Lit Geek’s current take on (unhappy) relationships

21 Jun

All of my consistent readers know that I typically don’t steer my posts toward opinion, relationships, dating, advice, society, feelings or really anything even remotely connected to these topics. Well I suppose there is a first time for everything.

I have to say that I can no longer comprehend individuals who remain in unhealthy, unhappy relationships. Trust me, I’ve been there…and pretty deep too. Sometimes people don’t feel as though they have other options. Or maybe they become too accustomed to the way things already are in their relationships.

Everyone knows one of those couples. They fight over everything, solve nothing and just make up, only to begin the cycle again. Sometimes agreeing to disagree needs to give way to compromise.

Why would you do this to yourself? (photo courtesy of tearstojoyministries.com)

When a relationships meets a bad end, it might not be a particular individual’s fault; it was just a bad match up. More often than not in this type of situation, the people themselves are great individually, but become strained from a such bad relationships.  OR sometimes, in my opinion, one weak link really can be the issue in the relationship. If one partner is borderline clinically insane, there’s not a great deal the other partner can do about it. Once again… I’m speaking from experience.

Honestly, it can be better to be alone than in one of these relationships.
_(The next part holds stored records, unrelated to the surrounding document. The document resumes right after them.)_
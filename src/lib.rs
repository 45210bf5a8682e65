#![forbid(unsafe_code)]

//! A versioned, append-only, tree-structured page storage core: the
//! copy-on-write revision trie, dewey-ordered key-value leaves, and
//! page-combining revisioning that sit underneath a document/XQuery engine.
//! This crate owns the storage layer only: wire codec, page types,
//! the revisioning algorithm, the transaction log, and the read-side
//! transaction that ties them together. Compression, encryption, the write
//! path, and index-controller policy are out of scope, left to the layer
//! above.
//!
//! [`reader::PageReadTxn`] is the entry point a caller actually talks to.

pub mod cache;
pub mod codec;
pub mod config;
pub mod error;
pub mod io;
pub mod logger;
pub mod page;
pub mod reader;
pub mod record;
pub mod revisioning;
pub mod txlog;
pub mod utils;

#[cfg(test)]
pub mod test_support;

pub use config::{ResourceConfig, RevisioningConfig};
pub use error::{Result, SirixError};
pub use page::IndexType;
pub use reader::PageReadTxn;
pub use record::{BytesSerializer, Record, RecordSerializer};
pub use revisioning::RevisioningPolicy;

use std::path::Path;
use std::sync::Arc;

use page::Revision;

/// Open `resource_path` at `revision`. Thin wrapper over
/// [`PageReadTxn::open`]: the crate-level entry point a caller reaches for
/// first.
pub fn open(
    resource_path: &Path,
    revision: Revision,
    config: ResourceConfig,
    serializer: Arc<dyn RecordSerializer>,
) -> Result<PageReadTxn> {
    PageReadTxn::open(resource_path, revision, config, serializer)
}
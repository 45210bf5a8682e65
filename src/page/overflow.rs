//! Overflow page: opaque storage for a single record whose serialized
//! form is too large to inline in a [`super::kv::KeyValuePage`] slot.
//! Write-once once committed; only its reference travels in future leaves.

use crate::codec::{ByteBuffer, ByteReader};
use crate::error::Result;
use crate::page::PageKey;

#[derive(Debug, Clone, PartialEq, Eq)]
pub struct OverflowPage {
    data: Vec<u8>,
}

impl OverflowPage {
    #[must_use]
    pub fn new(data: Vec<u8>) -> Self {
        Self { data }
    }

    #[must_use]
    pub fn data(&self) -> &[u8] {
        &self.data
    }

    pub fn serialize(&self, out: &mut ByteBuffer) {
        out.write_i32_be(crate::utils::num::usize_to_u32_saturating(self.data.len()) as i32);
        out.write_bytes(&self.data);
    }

    pub fn deserialize(input: &mut ByteReader, page_key: PageKey) -> Result<Self> {
        let len = input.read_i32_be()?;
        let len = crate::codec::must_fit_usize(u64::try_from(len).map_err(|_| {
            crate::error::SirixError::CorruptPage {
                page_key,
                reason: "negative overflow page length".to_string(),
            }
        })?)?;
        let data = input.read_bytes(len)?.to_vec();
        Ok(Self { data })
    }
}

#[cfg(test)]
mod tests {
    use super::*;

    #[test]
    fn round_trips_arbitrary_payload() {
        let page = OverflowPage::new(vec![9u8; 4096]);
        let mut buf = ByteBuffer::new();
        page.serialize(&mut buf);
        let bytes = buf.into_vec();
        let mut reader = ByteReader::new(&bytes, 7);
        let decoded = OverflowPage::deserialize(&mut reader, 7).unwrap();
        assert_eq!(decoded, page);
    }

    #[test]
    fn round_trips_empty_payload() {
        let page = OverflowPage::new(Vec::new());
        let mut buf = ByteBuffer::new();
        page.serialize(&mut buf);
        let bytes = buf.into_vec();
        let mut reader = ByteReader::new(&bytes, 0);
        let decoded = OverflowPage::deserialize(&mut reader, 0).unwrap();
        assert_eq!(decoded, page);
    }
}
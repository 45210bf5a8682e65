//! In-memory `PageReader` test double: a `Vec<u8>`-backed fake resource so
//! the rest of the suite never touches the filesystem.

use std::collections::HashMap;

use crate::error::{Result, SirixError};
use crate::io::{frame_page, PageReader};
use crate::page::PageKey;

#[derive(Debug, Default)]
pub struct InMemoryPageReader {
    pages: HashMap<PageKey, Vec<u8>>,
    next_key: PageKey,
}

impl InMemoryPageReader {
    #[must_use]
    pub fn new() -> Self {
        Self { pages: HashMap::new(), next_key: 0 }
    }

    /// Store raw (unframed) page bytes and return the key assigned to them.
    pub fn store_page(&mut self, data: Vec<u8>) -> PageKey {
        let key = self.next_key;
        self.next_key += frame_page(&data).len() as u64;
        self.pages.insert(key, data);
        key
    }

    /// Overflow pages are stored the same way as any other page; the
    /// distinction between `read_page` and `read_overflow` exists at the
    /// trait level for callers that want to route them differently (e.g. a
    /// production reader that keeps overflow pages in a separate file).
    pub fn store_overflow(&mut self, data: Vec<u8>) -> PageKey {
        self.store_page(data)
    }
}

impl PageReader for InMemoryPageReader {
    fn read_page(&mut self, key: PageKey) -> Result<Vec<u8>> {
        self.pages
            .get(&key)
            .cloned()
            .ok_or(SirixError::DanglingReference { node_key: 0, page_key: key })
    }

    fn read_overflow(&mut self, key: PageKey) -> Result<Vec<u8>> {
        self.read_page(key)
    }
}

#[cfg(test)]
mod tests {
    use super::*;

    #[test]
    fn stores_and_reads_back_pages() {
        let mut reader = InMemoryPageReader::new();
        let key = reader.store_page(b"payload".to_vec());
        assert_eq!(reader.read_page(key).unwrap(), b"payload".to_vec());
    }

    #[test]
    fn unknown_key_is_a_dangling_reference() {
        let mut reader = InMemoryPageReader::new();
        assert!(matches!(
            reader.read_page(999),
            Err(SirixError::DanglingReference { page_key: 999, .. })
        ));
    }
}
//! Small cross-cutting utilities shared by the page/codec/cache layers.
pub mod num;
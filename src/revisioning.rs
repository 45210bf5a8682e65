//! Revisioning / page combining: the algorithm that walks a chain of
//! historical leaves and merges them into the fully materialized leaf a
//! reader actually sees at a given revision.

use std::collections::HashSet;

use crate::error::{Result, SirixError};
use crate::page::indirect::IndirectPage;
use crate::page::kv::KeyValuePage;
use crate::page::reference::PageReference;
use crate::page::uber::{RevisionRootPage, UberPage};
use crate::page::{IndexType, PageKey, RecordPageKey, Revision};

#[derive(Debug, Clone, Copy, PartialEq, Eq)]
pub enum RevisioningPolicy {
    Full,
    Differential,
    Incremental,
    SlidingSnapshot,
}

/// What `collect_snapshot_leaves` needs from the surrounding transaction:
/// the uber page (for fanout exponents), revision roots, indirect pages,
/// and persisted leaves. Implemented by [`crate::reader::PageReadTxn`].
pub trait RevisionSource {
    fn uber_page(&self) -> &UberPage;
    fn load_revision_root(&mut self, revision: Revision) -> Result<RevisionRootPage>;
    fn load_indirect(
        &mut self,
        page_key: PageKey,
        index_type: IndexType,
        fanout: usize,
    ) -> Result<IndirectPage>;
    fn load_leaf(&mut self, page_key: PageKey, index_type: IndexType) -> Result<KeyValuePage>;
}

/// Descend the indirect trie rooted at `start_ref` for `key` (a
/// `RecordPageKey`), consuming `exps` as a sequence of most-significant-bit
/// first, variable-width digits (the conventional radix-trie shape: level 0
/// consumes the highest `exps[0]` bits remaining, the last level the
/// lowest). Returns `None` as soon as a null reference is hit instead of
/// erroring, since "no page at this revision for this key" is a normal,
/// expected outcome of walking older revisions.
pub fn dereference_leaf(
    start_ref: &PageReference,
    key: u64,
    subtree: IndexType,
    exps: &[u8],
    source: &mut dyn RevisionSource,
) -> Result<Option<PageReference>> {
    let mut current = *start_ref;
    let total_bits: u32 = exps.iter().map(|&e| u32::from(e)).sum();
    let mut shift_remaining = total_bits;
    for &exp in exps {
        if current.is_null() {
            return Ok(None);
        }
        shift_remaining -= u32::from(exp);
        let mask = (1u64 << exp) - 1;
        let offset = ((key >> shift_remaining) & mask) as usize;
        let Some(page_key) = current.page_key() else {
            return Err(SirixError::IllegalState(
                "cannot descend through an unpersisted indirect reference".to_string(),
            ));
        };
        let fanout = 1usize << exp;
        let indirect = source.load_indirect(page_key, subtree, fanout)?;
        let mut next = *indirect.ref_at(offset)?;
        next.retag(subtree);
        current = next;
    }
    Ok(Some(current))
}

/// Walk revisions `revision` down to `0`, gathering the chain of historical
/// leaf references the combine step needs, per the policy's cutoff rule.
pub fn collect_snapshot_leaves(
    source: &mut dyn RevisionSource,
    record_page_key: RecordPageKey,
    subtree: IndexType,
    revision: Revision,
    policy: RevisioningPolicy,
    revisions_to_restore: u32,
) -> Result<Vec<KeyValuePage>> {
    let mut refs: Vec<PageReference> = Vec::new();
    let mut seen: HashSet<PageKey> = HashSet::new();
    let mut i = revision;

    loop {
        if i < 0 {
            break;
        }
        let root = source.load_revision_root(i)?;
        let Some(subtree_root) = root.root_ref(subtree).copied() else {
            break;
        };
        let exps = source.uber_page().page_count_exponents(subtree).to_vec();
        let Some(leaf_ref) = dereference_leaf(&subtree_root, record_page_key, subtree, &exps, source)?
        else {
            break;
        };
        if leaf_ref.is_null() {
            break;
        }

        let include = match leaf_ref.page_key() {
            Some(pk) => seen.insert(pk),
            None => true,
        };
        if include {
            refs.push(leaf_ref);
        }

        let stop = refs.len() as u32 == revisions_to_restore
            || policy == RevisioningPolicy::Full
            || (policy == RevisioningPolicy::Differential && refs.len() == 2);
        if stop {
            break;
        }

        if policy == RevisioningPolicy::Differential {
            if i == 0 {
                break;
            }
            let jump = i.saturating_sub(revisions_to_restore as i32).saturating_add(1);
            i = jump.max(1);
        } else {
            if i == 0 {
                break;
            }
            i -= 1;
        }
    }

    let mut leaves = Vec::with_capacity(refs.len());
    for r in refs {
        let page_key = r.page_key().ok_or_else(|| {
            SirixError::IllegalState("cannot read an unpersisted leaf during combine".to_string())
        })?;
        leaves.push(source.load_leaf(page_key, subtree)?);
    }
    Ok(leaves)
}

/// Merge a chain of leaves (ordered latest-first, as produced by
/// `collect_snapshot_leaves`) per `policy`. `None` iff `leaves` is empty.
#[must_use]
pub fn combine(policy: RevisioningPolicy, mut leaves: Vec<KeyValuePage>) -> Option<KeyValuePage> {
    if leaves.is_empty() {
        return None;
    }
    match policy {
        RevisioningPolicy::Full => Some(leaves.remove(0)),
        RevisioningPolicy::Differential => {
            let mut result = leaves.remove(0);
            if !leaves.is_empty() {
                let base = leaves.remove(0);
                result.layer_missing_from(&base);
            }
            Some(result)
        }
        RevisioningPolicy::Incremental | RevisioningPolicy::SlidingSnapshot => {
            let mut iter = leaves.into_iter();
            let mut result = iter.next()?;
            for older in iter {
                result.layer_missing_from(&older);
            }
            Some(result)
        }
    }
}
Friends will give advice on how to help better the relationship, but really sometimes it needs to end. If someone smokes, you tell them it causes cancer. If someone drinks everyday, you tell them it’s a problem. If someone eats trans fats (OH NO), you tell them it will clog their arteries. If someone fights with their significant other everyday (and it has been occurring for a long period of time) it is your duty to tell them the obvious.

Ok story time. One time I was in Victoria’s Secret waiting in line for the register when a teenage couple got in line behind me. The boy ( I say boy because he was perhaps 16) began fighting with his girlfriend over her attempted purchase of a $40 bra. She replied to his argument by loudly calculating how much he spends on video games. Please, America, spare the general public. If you are an unhappy couple, just end it so that we can buy overpriced panties and lotions in peace.

An interesting painting entitled "Couples Bliss" by Lina Scarfi. (Courtesy of fineartamerica.com)

All of that being said, I must disclose that some amount of fighting can be expected. But if you happen to doubt your current match up, maybe some time apart can help. Speaking from the perspective of a 20-something, you have all of your life to be annoyed, tied down and stressed out. If you are unhappy make a change. At the very least, have a serious sit-down and discuss that you aren’t happy. If you are with a mature, relationship-worthy individual, he or she will appreciate your concern for the relationship.